PROBLEM TO SOLVE ▸
Each line of the records needs to come back exactly as written.

%%

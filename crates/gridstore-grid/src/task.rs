//! Scheduled tasks
//!
//! A task runs on a fixed period after an initial delay until its handle is
//! cancelled or dropped. The body is synchronous and may block on storage,
//! so each run goes to tokio's blocking pool.

use gridstore_common::{Error, Result};
use std::sync::Arc;
use std::sync::atomic::{AtomicU64, Ordering};
use std::time::Duration;
use tokio::runtime::Handle;
use tokio::task::JoinHandle;
use tokio::time::{Instant, MissedTickBehavior, interval_at};
use tokio_util::sync::CancellationToken;
use tracing::{debug, info, warn};

type Body = Arc<dyn Fn() + Send + Sync>;

/// Revocable handle to a periodic task
pub struct TaskHandle {
    name: String,
    body: Body,
    runs: Arc<AtomicU64>,
    token: CancellationToken,
    join: Option<JoinHandle<()>>,
}

impl TaskHandle {
    /// Run `body` every `period`, first after `delay`
    ///
    /// Must be called from within a tokio runtime.
    pub fn schedule<F>(name: &str, delay: Duration, period: Duration, body: F) -> Result<Self>
    where
        F: Fn() + Send + Sync + 'static,
    {
        if period.is_zero() {
            return Err(Error::invalid_argument("task period must be positive"));
        }
        let runtime = Handle::try_current()
            .map_err(|e| Error::internal(format!("scheduled tasks need a tokio runtime: {e}")))?;

        let runs = Arc::new(AtomicU64::new(0));
        let counted = Arc::clone(&runs);
        let body: Body = Arc::new(move || {
            body();
            counted.fetch_add(1, Ordering::Relaxed);
        });
        let token = CancellationToken::new();

        let join = runtime.spawn(run_loop(
            name.to_string(),
            Arc::clone(&body),
            token.clone(),
            delay,
            period,
        ));
        info!("Scheduled task {} every {:?} after {:?}", name, period, delay);

        Ok(Self {
            name: name.to_string(),
            body,
            runs,
            token,
            join: Some(join),
        })
    }

    #[must_use]
    pub fn name(&self) -> &str {
        &self.name
    }

    /// Run the body once on the calling thread, outside the schedule
    pub fn run_now(&self) {
        (self.body)();
    }

    /// Stop future scheduled runs; a run in progress completes
    pub fn cancel(&self) {
        if !self.token.is_cancelled() {
            debug!("Cancelling task {}", self.name);
            self.token.cancel();
        }
    }

    #[must_use]
    pub fn is_cancelled(&self) -> bool {
        self.token.is_cancelled()
    }

    /// Completed runs, scheduled or forced
    #[must_use]
    pub fn runs(&self) -> u64 {
        self.runs.load(Ordering::Relaxed)
    }

    /// Cancel and wait for the scheduling loop to end
    pub async fn shutdown(mut self) {
        self.cancel();
        if let Some(join) = self.join.take()
            && let Err(e) = join.await
        {
            warn!("Task {} loop ended abnormally: {}", self.name, e);
        }
    }
}

impl Drop for TaskHandle {
    fn drop(&mut self) {
        self.token.cancel();
    }
}

async fn run_loop(
    name: String,
    body: Body,
    token: CancellationToken,
    delay: Duration,
    period: Duration,
) {
    let mut ticker = interval_at(Instant::now() + delay, period);
    ticker.set_missed_tick_behavior(MissedTickBehavior::Delay);

    loop {
        tokio::select! {
            () = token.cancelled() => break,
            _ = ticker.tick() => {
                let body = Arc::clone(&body);
                if let Err(e) = tokio::task::spawn_blocking(move || body()).await {
                    warn!("Task {} run failed: {}", name, e);
                }
            }
        }
    }
    debug!("Task {} stopped", name);
}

%%

FINISHED TASK ▸
filename crates/gridstore-grid/src/task.rs
//! Scheduled tasks
//!
//! A task runs on a fixed period after an initial delay until its handle is
//! cancelled or dropped. The body is synchronous and may block on storage,
//! so each run goes to tokio's blocking pool.

use gridstore_common::{Error, Result};
use std::sync::Arc;
use std::sync::atomic::{AtomicU64, Ordering};
use std::time::Duration;
use tokio::runtime::Handle;
use tokio::task::JoinHandle;
use tokio::time::{Instant, MissedTickBehavior, interval_at};
use tokio_util::sync::CancellationToken;
use tracing::{debug, info, warn};

type Body = Arc<dyn Fn() + Send + Sync>;

/// Revocable handle to a periodic task
pub struct TaskHandle {
    name: String,
    body: Body,
    runs: Arc<AtomicU64>,
    token: CancellationToken,
    join: Option<JoinHandle<()>>,
}

impl TaskHandle {
    /// Run `body` every `period`, first after `delay`
    ///
    /// Must be called from within a tokio runtime.
    pub fn schedule<F>(name: &str, delay: Duration, period: Duration, body: F) -> Result<Self>
    where
        F: Fn() + Send + Sync + 'static,
    {
        if period.is_zero() {
            return Err(Error::invalid_argument("task period must be positive"));
        }
        let runtime = Handle::try_current()
            .map_err(|e| Error::internal(format!("scheduled tasks need a tokio runtime: {e}")))?;

        let runs = Arc::new(AtomicU64::new(0));
        let counted = Arc::clone(&runs);
        let body: Body = Arc::new(move || {
            body();
            counted.fetch_add(1, Ordering::Relaxed);
        });
        let token = CancellationToken::new();

        let join = runtime.spawn(run_loop(
            name.to_string(),
            Arc::clone(&body),
            token.clone(),
            delay,
            period,
        ));
        info!("Scheduled task {} every {:?} after {:?}", name, period, delay);

        Ok(Self {
            name: name.to_string(),
            body,
            runs,
            token,
            join: Some(join),
        })
    }

    #[must_use]
    pub fn name(&self) -> &str {
        &self.name
    }

    /// Run the body once on the calling thread, outside the schedule
    pub fn run_now(&self) {
        (self.body)();
    }

    /// Stop future scheduled runs; a run in progress completes
    pub fn cancel(&self) {
        if !self.token.is_cancelled() {
            debug!("Cancelling task {}", self.name);
            self.token.cancel();
        }
    }

    #[must_use]
    pub fn is_cancelled(&self) -> bool {
        self.token.is_cancelled()
    }

    /// Completed runs, scheduled or forced
    #[must_use]
    pub fn runs(&self) -> u64 {
        self.runs.load(Ordering::Relaxed)
    }

    /// Cancel and wait for the scheduling loop to end
    pub async fn shutdown(mut self) {
        self.cancel();
        if let Some(join) = self.join.take()
            && let Err(e) = join.await
        {
            warn!("Task {} loop ended abnormally: {}", self.name, e);
        }
    }
}

impl Drop for TaskHandle {
    fn drop(&mut self) {
        self.token.cancel();
    }
}

async fn run_loop(
    name: String,
    body: Body,
    token: CancellationToken,
    delay: Duration,
    period: Duration,
) {
    let mut ticker = interval_at(Instant::now() + delay, period);
    ticker.set_missed_tick_behavior(MissedTickBehavior::Delay);

    loop {
        tokio::select! {
            () = token.cancelled() => break,
            _ = ticker.tick() => {
                let body = Arc::clone(&body);
                if let Err(e) = tokio::task::spawn_blocking(move || body()).await {
                    warn!("Task {} run failed: {}", name, e);
                }
            }
        }
    }
    debug!("Task {} stopped", name);
}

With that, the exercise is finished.